__Task item__. Each entry needs to be reproduced exactly as it is.

__Data supplied__.
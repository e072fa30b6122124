//! Call records and the ids that order them.

use chrono::{DateTime, Utc};
use serde::{Deserialize, Serialize};
use std::fmt;

use crate::traffic::{HttpService, MessageHandle};

/// Position of a call in the log. Assigned once at insertion, never reused.
#[derive(Debug, Clone, Copy, PartialEq, Eq, PartialOrd, Ord, Hash, Serialize, Deserialize)]
#[serde(transparent)]
pub struct SequenceId(pub u64);

impl SequenceId {
    pub fn get(self) -> u64 {
        self.0
    }
}

impl fmt::Display for SequenceId {
    fn fmt(&self, f: &mut fmt::Formatter<'_>) -> fmt::Result {
        write!(f, "{}", self.0)
    }
}

/// Everything known about a request when it is first seen.
#[derive(Debug, Clone)]
pub struct NewCall {
    pub host: String,
    pub method: String,
    pub url: String,
    pub operation_name: String,
    pub service: HttpService,
    pub tool_flag: u32,
    pub request: MessageHandle,
}

/// One logical GraphQL call: a request, and its response once seen.
///
/// `response` and `status_code` are always set together.
#[derive(Debug, Clone)]
pub struct CallRecord {
    pub sequence_id: SequenceId,
    pub host: String,
    pub method: String,
    pub url: String,
    /// Empty when the request carried no recognizable name.
    pub operation_name: String,
    pub status_code: Option<u16>,
    pub service: HttpService,
    pub tool_flag: u32,
    pub request: MessageHandle,
    pub response: Option<MessageHandle>,
    pub requested_at: DateTime<Utc>,
    pub responded_at: Option<DateTime<Utc>>,
}

impl CallRecord {
    pub(crate) fn open(sequence_id: SequenceId, call: NewCall) -> Self {
        Self {
            sequence_id,
            host: call.host,
            method: call.method,
            url: call.url,
            operation_name: call.operation_name,
            status_code: None,
            service: call.service,
            tool_flag: call.tool_flag,
            request: call.request,
            response: None,
            requested_at: Utc::now(),
            responded_at: None,
        }
    }

    /// True until a response has been matched.
    pub fn is_open(&self) -> bool {
        self.response.is_none()
    }

    pub(crate) fn complete(&mut self, response: MessageHandle, status_code: u16) {
        self.response = Some(response);
        self.status_code = Some(status_code);
        self.responded_at = Some(Utc::now());
    }

    pub fn summary(&self) -> CallSummary {
        CallSummary {
            sequence_id: self.sequence_id,
            host: self.host.clone(),
            method: self.method.clone(),
            url: self.url.clone(),
            operation_name: self.operation_name.clone(),
            status_code: self.status_code,
            tool_flag: self.tool_flag,
            requested_at: self.requested_at,
            responded_at: self.responded_at,
        }
    }
}

/// Serializable view of a record without the raw messages.
#[derive(Debug, Clone, PartialEq, Eq, Serialize, Deserialize)]
pub struct CallSummary {
    pub sequence_id: SequenceId,
    pub host: String,
    pub method: String,
    pub url: String,
    pub operation_name: String,
    #[serde(skip_serializing_if = "Option::is_none")]
    pub status_code: Option<u16>,
    pub tool_flag: u32,
    pub requested_at: DateTime<Utc>,
    #[serde(skip_serializing_if = "Option::is_none")]
    pub responded_at: Option<DateTime<Utc>>,
}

__Response below__.
repository e072fa30b6122124
//! Call records and the ids that order them.

use chrono::{DateTime, Utc};
use serde::{Deserialize, Serialize};
use std::fmt;

use crate::traffic::{HttpService, MessageHandle};

/// Position of a call in the log. Assigned once at insertion, never reused.
#[derive(Debug, Clone, Copy, PartialEq, Eq, PartialOrd, Ord, Hash, Serialize, Deserialize)]
#[serde(transparent)]
pub struct SequenceId(pub u64);

impl SequenceId {
    pub fn get(self) -> u64 {
        self.0
    }
}

impl fmt::Display for SequenceId {
    fn fmt(&self, f: &mut fmt::Formatter<'_>) -> fmt::Result {
        write!(f, "{}", self.0)
    }
}

/// Everything known about a request when it is first seen.
#[derive(Debug, Clone)]
pub struct NewCall {
    pub host: String,
    pub method: String,
    pub url: String,
    pub operation_name: String,
    pub service: HttpService,
    pub tool_flag: u32,
    pub request: MessageHandle,
}

/// One logical GraphQL call: a request, and its response once seen.
///
/// `response` and `status_code` are always set together.
#[derive(Debug, Clone)]
pub struct CallRecord {
    pub sequence_id: SequenceId,
    pub host: String,
    pub method: String,
    pub url: String,
    /// Empty when the request carried no recognizable name.
    pub operation_name: String,
    pub status_code: Option<u16>,
    pub service: HttpService,
    pub tool_flag: u32,
    pub request: MessageHandle,
    pub response: Option<MessageHandle>,
    pub requested_at: DateTime<Utc>,
    pub responded_at: Option<DateTime<Utc>>,
}

impl CallRecord {
    pub(crate) fn open(sequence_id: SequenceId, call: NewCall) -> Self {
        Self {
            sequence_id,
            host: call.host,
            method: call.method,
            url: call.url,
            operation_name: call.operation_name,
            status_code: None,
            service: call.service,
            tool_flag: call.tool_flag,
            request: call.request,
            response: None,
            requested_at: Utc::now(),
            responded_at: None,
        }
    }

    /// True until a response has been matched.
    pub fn is_open(&self) -> bool {
        self.response.is_none()
    }

    pub(crate) fn complete(&mut self, response: MessageHandle, status_code: u16) {
        self.response = Some(response);
        self.status_code = Some(status_code);
        self.responded_at = Some(Utc::now());
    }

    pub fn summary(&self) -> CallSummary {
        CallSummary {
            sequence_id: self.sequence_id,
            host: self.host.clone(),
            method: self.method.clone(),
            url: self.url.clone(),
            operation_name: self.operation_name.clone(),
            status_code: self.status_code,
            tool_flag: self.tool_flag,
            requested_at: self.requested_at,
            responded_at: self.responded_at,
        }
    }
}

/// Serializable view of a record without the raw messages.
#[derive(Debug, Clone, PartialEq, Eq, Serialize, Deserialize)]
pub struct CallSummary {
    pub sequence_id: SequenceId,
    pub host: String,
    pub method: String,
    pub url: String,
    pub operation_name: String,
    #[serde(skip_serializing_if = "Option::is_none")]
    pub status_code: Option<u16>,
    pub tool_flag: u32,
    pub requested_at: DateTime<Utc>,
    #[serde(skip_serializing_if = "Option::is_none")]
    pub responded_at: Option<DateTime<Utc>>,
}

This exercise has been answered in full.